▸ WHAT IS EXPECTED
Transcribe the data exactly. Leave nothing out.

(Items from a dataset)
- - - - -

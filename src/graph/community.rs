//! Louvain community detection over the concept graph.
//!
//! Modularity optimization (Blondel et al. 2008): a local-move phase moves
//! each node to the neighboring community with the best modularity gain,
//! repeated until no move improves. Edge weight is the co-occurrence count;
//! concepts with no edges participate as singleton nodes.
//!
//! Node-visitation order is shuffled per round. With a seed the shuffle is
//! reproducible (a fresh seeded RNG per round), without one results may vary
//! between runs on the same graph.

use crate::error::Result;
use chrono::Utc;
use rand::rngs::StdRng;
use rand::seq::SliceRandom;
use rand::SeedableRng;
use rusqlite::{params, Connection};
use std::collections::{BTreeMap, HashMap};

/// Run Louvain on the stored concept graph.
///
/// Returns the concept → community-id mapping (ids normalized to 0..K-1 in
/// ordinal name order) and the modularity of the partition.
pub fn run_louvain(
    conn: &Connection,
    gamma: f64,
    seed: Option<u64>,
) -> Result<(BTreeMap<String, usize>, f64)> {
    let mut stmt = conn.prepare(
        "SELECT concept_a, concept_b, co_occurrence_count FROM concept_edges",
    )?;
    let edges: Vec<(String, String, f64)> = stmt
        .query_map([], |row| {
            Ok((row.get(0)?, row.get(1)?, row.get::<_, i64>(2)? as f64))
        })?
        .collect::<std::result::Result<Vec<_>, _>>()?;

    let mut name_to_id: HashMap<String, usize> = HashMap::new();
    let mut names: Vec<String> = Vec::new();
    let mut ensure_node = |name: &str, names: &mut Vec<String>, map: &mut HashMap<String, usize>| {
        if !map.contains_key(name) {
            map.insert(name.to_string(), names.len());
            names.push(name.to_string());
        }
    };

    for (a, b, _) in &edges {
        ensure_node(a, &mut names, &mut name_to_id);
        ensure_node(b, &mut names, &mut name_to_id);
    }

    // Isolated concepts (no edges) still get a community
    let mut stmt = conn.prepare("SELECT name FROM concepts")?;
    let all_concepts: Vec<String> = stmt
        .query_map([], |row| row.get(0))?
        .collect::<std::result::Result<Vec<_>, _>>()?;
    for concept in &all_concepts {
        ensure_node(concept, &mut names, &mut name_to_id);
    }

    let n = names.len();
    if n == 0 {
        return Ok((BTreeMap::new(), 0.0));
    }

    let mut adj: Vec<Vec<(usize, f64)>> = vec![Vec::new(); n];
    let mut total_weight = 0.0;
    for (a, b, w) in &edges {
        let ia = name_to_id[a];
        let ib = name_to_id[b];
        adj[ia].push((ib, *w));
        adj[ib].push((ia, *w));
        total_weight += w;
    }

    if total_weight == 0.0 {
        // No edges: every node its own community, modularity 0
        let communities = names
            .iter()
            .enumerate()
            .map(|(i, name)| (name.clone(), i))
            .collect();
        return Ok((normalize_ids(communities), 0.0));
    }

    let community = local_moves(&adj, total_weight, gamma, seed);
    let modularity = compute_modularity(&adj, &community, total_weight, gamma);

    let mapping: BTreeMap<String, usize> = names
        .iter()
        .enumerate()
        .map(|(i, name)| (name.clone(), community[i]))
        .collect();

    Ok((normalize_ids(mapping), modularity))
}

/// Run Louvain and replace the `concept_communities` table with the result.
///
/// Returns (distinct community count, modularity). The table is fully
/// replaced — delete-all then batch insert, never merged.
pub fn detect_and_store(
    conn: &Connection,
    gamma: f64,
    seed: Option<u64>,
) -> Result<(usize, f64)> {
    let (communities, modularity) = run_louvain(conn, gamma, seed)?;

    conn.execute("DELETE FROM concept_communities", [])?;

    if communities.is_empty() {
        return Ok((0, 0.0));
    }

    let detected_at = Utc::now().to_rfc3339();
    let mut stmt = conn.prepare(
        "INSERT INTO concept_communities (concept_name, community_id, modularity, resolution, detected_at) \
         VALUES (?1, ?2, ?3, ?4, ?5)",
    )?;
    for (name, community_id) in &communities {
        stmt.execute(params![name, *community_id as i64, modularity, gamma, detected_at])?;
    }

    let distinct = communities
        .values()
        .collect::<std::collections::HashSet<_>>()
        .len();
    Ok((distinct, modularity))
}

/// Local-move phase: repeat sweeps until no node changes community.
fn local_moves(adj: &[Vec<(usize, f64)>], m: f64, gamma: f64, seed: Option<u64>) -> Vec<usize> {
    let n = adj.len();
    let degree: Vec<f64> = adj
        .iter()
        .map(|neighbors| neighbors.iter().map(|(_, w)| w).sum())
        .collect();

    let mut community: Vec<usize> = (0..n).collect();
    let mut sum_tot: HashMap<usize, f64> = (0..n).map(|i| (i, degree[i])).collect();

    let mut improved = true;
    while improved {
        improved = false;

        let mut order: Vec<usize> = (0..n).collect();
        match seed {
            Some(s) => order.shuffle(&mut StdRng::seed_from_u64(s)),
            None => order.shuffle(&mut rand::thread_rng()),
        }

        for &i in &order {
            let current = community[i];
            let ki = degree[i];

            // Edge weight from i into each neighboring community
            let mut neighbor_weights: HashMap<usize, f64> = HashMap::new();
            for &(j, w) in &adj[i] {
                *neighbor_weights.entry(community[j]).or_insert(0.0) += w;
            }
            let ki_in_current = neighbor_weights.get(&current).copied().unwrap_or(0.0);

            // Remove i from its community before evaluating targets
            *sum_tot.get_mut(&current).unwrap() -= ki;

            let current_gain =
                ki_in_current / m - gamma * sum_tot[&current] * ki / (2.0 * m * m);

            let mut best_comm = current;
            let mut best_gain = 0.0;
            for (&target, &ki_in) in &neighbor_weights {
                let gain = ki_in / m - gamma * sum_tot[&target] * ki / (2.0 * m * m);
                let net = gain - current_gain;
                if net > best_gain {
                    best_gain = net;
                    best_comm = target;
                }
            }

            community[i] = best_comm;
            *sum_tot.get_mut(&best_comm).unwrap() += ki;

            if best_comm != current {
                improved = true;
            }
        }
    }

    community
}

/// Q = (1/2m) · Σ over adjacent pairs [w_ij − γ·k_i·k_j/(2m)] · δ(c_i, c_j)
fn compute_modularity(adj: &[Vec<(usize, f64)>], community: &[usize], m: f64, gamma: f64) -> f64 {
    if m == 0.0 {
        return 0.0;
    }

    let degree: Vec<f64> = adj
        .iter()
        .map(|neighbors| neighbors.iter().map(|(_, w)| w).sum())
        .collect();

    let mut q = 0.0;
    for (i, neighbors) in adj.iter().enumerate() {
        for &(j, w) in neighbors {
            if community[i] == community[j] {
                q += w - gamma * degree[i] * degree[j] / (2.0 * m);
            }
        }
    }

    q / (2.0 * m)
}

/// Renumber community ids to a contiguous 0..K-1 range, assigning in ordinal
/// concept-name order so identical partitions always get identical ids.
fn normalize_ids(communities: BTreeMap<String, usize>) -> BTreeMap<String, usize> {
    let mut id_map: HashMap<usize, usize> = HashMap::new();
    let mut next = 0usize;
    let mut result = BTreeMap::new();

    for (name, comm) in communities {
        let normalized = *id_map.entry(comm).or_insert_with(|| {
            let id = next;
            next += 1;
            id
        });
        result.insert(name, normalized);
    }

    result
}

- - - - -

▸ OUTPUT FOR THIS EXERCISE
filename src/graph/community.rs
//! Louvain community detection over the concept graph.
//!
//! Modularity optimization (Blondel et al. 2008): a local-move phase moves
//! each node to the neighboring community with the best modularity gain,
//! repeated until no move improves. Edge weight is the co-occurrence count;
//! concepts with no edges participate as singleton nodes.
//!
//! Node-visitation order is shuffled per round. With a seed the shuffle is
//! reproducible (a fresh seeded RNG per round), without one results may vary
//! between runs on the same graph.

use crate::error::Result;
use chrono::Utc;
use rand::rngs::StdRng;
use rand::seq::SliceRandom;
use rand::SeedableRng;
use rusqlite::{params, Connection};
use std::collections::{BTreeMap, HashMap};

/// Run Louvain on the stored concept graph.
///
/// Returns the concept → community-id mapping (ids normalized to 0..K-1 in
/// ordinal name order) and the modularity of the partition.
pub fn run_louvain(
    conn: &Connection,
    gamma: f64,
    seed: Option<u64>,
) -> Result<(BTreeMap<String, usize>, f64)> {
    let mut stmt = conn.prepare(
        "SELECT concept_a, concept_b, co_occurrence_count FROM concept_edges",
    )?;
    let edges: Vec<(String, String, f64)> = stmt
        .query_map([], |row| {
            Ok((row.get(0)?, row.get(1)?, row.get::<_, i64>(2)? as f64))
        })?
        .collect::<std::result::Result<Vec<_>, _>>()?;

    let mut name_to_id: HashMap<String, usize> = HashMap::new();
    let mut names: Vec<String> = Vec::new();
    let mut ensure_node = |name: &str, names: &mut Vec<String>, map: &mut HashMap<String, usize>| {
        if !map.contains_key(name) {
            map.insert(name.to_string(), names.len());
            names.push(name.to_string());
        }
    };

    for (a, b, _) in &edges {
        ensure_node(a, &mut names, &mut name_to_id);
        ensure_node(b, &mut names, &mut name_to_id);
    }

    // Isolated concepts (no edges) still get a community
    let mut stmt = conn.prepare("SELECT name FROM concepts")?;
    let all_concepts: Vec<String> = stmt
        .query_map([], |row| row.get(0))?
        .collect::<std::result::Result<Vec<_>, _>>()?;
    for concept in &all_concepts {
        ensure_node(concept, &mut names, &mut name_to_id);
    }

    let n = names.len();
    if n == 0 {
        return Ok((BTreeMap::new(), 0.0));
    }

    let mut adj: Vec<Vec<(usize, f64)>> = vec![Vec::new(); n];
    let mut total_weight = 0.0;
    for (a, b, w) in &edges {
        let ia = name_to_id[a];
        let ib = name_to_id[b];
        adj[ia].push((ib, *w));
        adj[ib].push((ia, *w));
        total_weight += w;
    }

    if total_weight == 0.0 {
        // No edges: every node its own community, modularity 0
        let communities = names
            .iter()
            .enumerate()
            .map(|(i, name)| (name.clone(), i))
            .collect();
        return Ok((normalize_ids(communities), 0.0));
    }

    let community = local_moves(&adj, total_weight, gamma, seed);
    let modularity = compute_modularity(&adj, &community, total_weight, gamma);

    let mapping: BTreeMap<String, usize> = names
        .iter()
        .enumerate()
        .map(|(i, name)| (name.clone(), community[i]))
        .collect();

    Ok((normalize_ids(mapping), modularity))
}

/// Run Louvain and replace the `concept_communities` table with the result.
///
/// Returns (distinct community count, modularity). The table is fully
/// replaced — delete-all then batch insert, never merged.
pub fn detect_and_store(
    conn: &Connection,
    gamma: f64,
    seed: Option<u64>,
) -> Result<(usize, f64)> {
    let (communities, modularity) = run_louvain(conn, gamma, seed)?;

    conn.execute("DELETE FROM concept_communities", [])?;

    if communities.is_empty() {
        return Ok((0, 0.0));
    }

    let detected_at = Utc::now().to_rfc3339();
    let mut stmt = conn.prepare(
        "INSERT INTO concept_communities (concept_name, community_id, modularity, resolution, detected_at) \
         VALUES (?1, ?2, ?3, ?4, ?5)",
    )?;
    for (name, community_id) in &communities {
        stmt.execute(params![name, *community_id as i64, modularity, gamma, detected_at])?;
    }

    let distinct = communities
        .values()
        .collect::<std::collections::HashSet<_>>()
        .len();
    Ok((distinct, modularity))
}

/// Local-move phase: repeat sweeps until no node changes community.
fn local_moves(adj: &[Vec<(usize, f64)>], m: f64, gamma: f64, seed: Option<u64>) -> Vec<usize> {
    let n = adj.len();
    let degree: Vec<f64> = adj
        .iter()
        .map(|neighbors| neighbors.iter().map(|(_, w)| w).sum())
        .collect();

    let mut community: Vec<usize> = (0..n).collect();
    let mut sum_tot: HashMap<usize, f64> = (0..n).map(|i| (i, degree[i])).collect();

    let mut improved = true;
    while improved {
        improved = false;

        let mut order: Vec<usize> = (0..n).collect();
        match seed {
            Some(s) => order.shuffle(&mut StdRng::seed_from_u64(s)),
            None => order.shuffle(&mut rand::thread_rng()),
        }

        for &i in &order {
            let current = community[i];
            let ki = degree[i];

            // Edge weight from i into each neighboring community
            let mut neighbor_weights: HashMap<usize, f64> = HashMap::new();
            for &(j, w) in &adj[i] {
                *neighbor_weights.entry(community[j]).or_insert(0.0) += w;
            }
            let ki_in_current = neighbor_weights.get(&current).copied().unwrap_or(0.0);

            // Remove i from its community before evaluating targets
            *sum_tot.get_mut(&current).unwrap() -= ki;

            let current_gain =
                ki_in_current / m - gamma * sum_tot[&current] * ki / (2.0 * m * m);

            let mut best_comm = current;
            let mut best_gain = 0.0;
            for (&target, &ki_in) in &neighbor_weights {
                let gain = ki_in / m - gamma * sum_tot[&target] * ki / (2.0 * m * m);
                let net = gain - current_gain;
                if net > best_gain {
                    best_gain = net;
                    best_comm = target;
                }
            }

            community[i] = best_comm;
            *sum_tot.get_mut(&best_comm).unwrap() += ki;

            if best_comm != current {
                improved = true;
            }
        }
    }

    community
}

/// Q = (1/2m) · Σ over adjacent pairs [w_ij − γ·k_i·k_j/(2m)] · δ(c_i, c_j)
fn compute_modularity(adj: &[Vec<(usize, f64)>], community: &[usize], m: f64, gamma: f64) -> f64 {
    if m == 0.0 {
        return 0.0;
    }

    let degree: Vec<f64> = adj
        .iter()
        .map(|neighbors| neighbors.iter().map(|(_, w)| w).sum())
        .collect();

    let mut q = 0.0;
    for (i, neighbors) in adj.iter().enumerate() {
        for &(j, w) in neighbors {
            if community[i] == community[j] {
                q += w - gamma * degree[i] * degree[j] / (2.0 * m);
            }
        }
    }

    q / (2.0 * m)
}

/// Renumber community ids to a contiguous 0..K-1 range, assigning in ordinal
/// concept-name order so identical partitions always get identical ids.
fn normalize_ids(communities: BTreeMap<String, usize>) -> BTreeMap<String, usize> {
    let mut id_map: HashMap<usize, usize> = HashMap::new();
    let mut next = 0usize;
    let mut result = BTreeMap::new();

    for (name, comm) in communities {
        let normalized = *id_map.entry(comm).or_insert_with(|| {
            let id = next;
            next += 1;
            id
        });
        result.insert(name, normalized);
    }

    result
}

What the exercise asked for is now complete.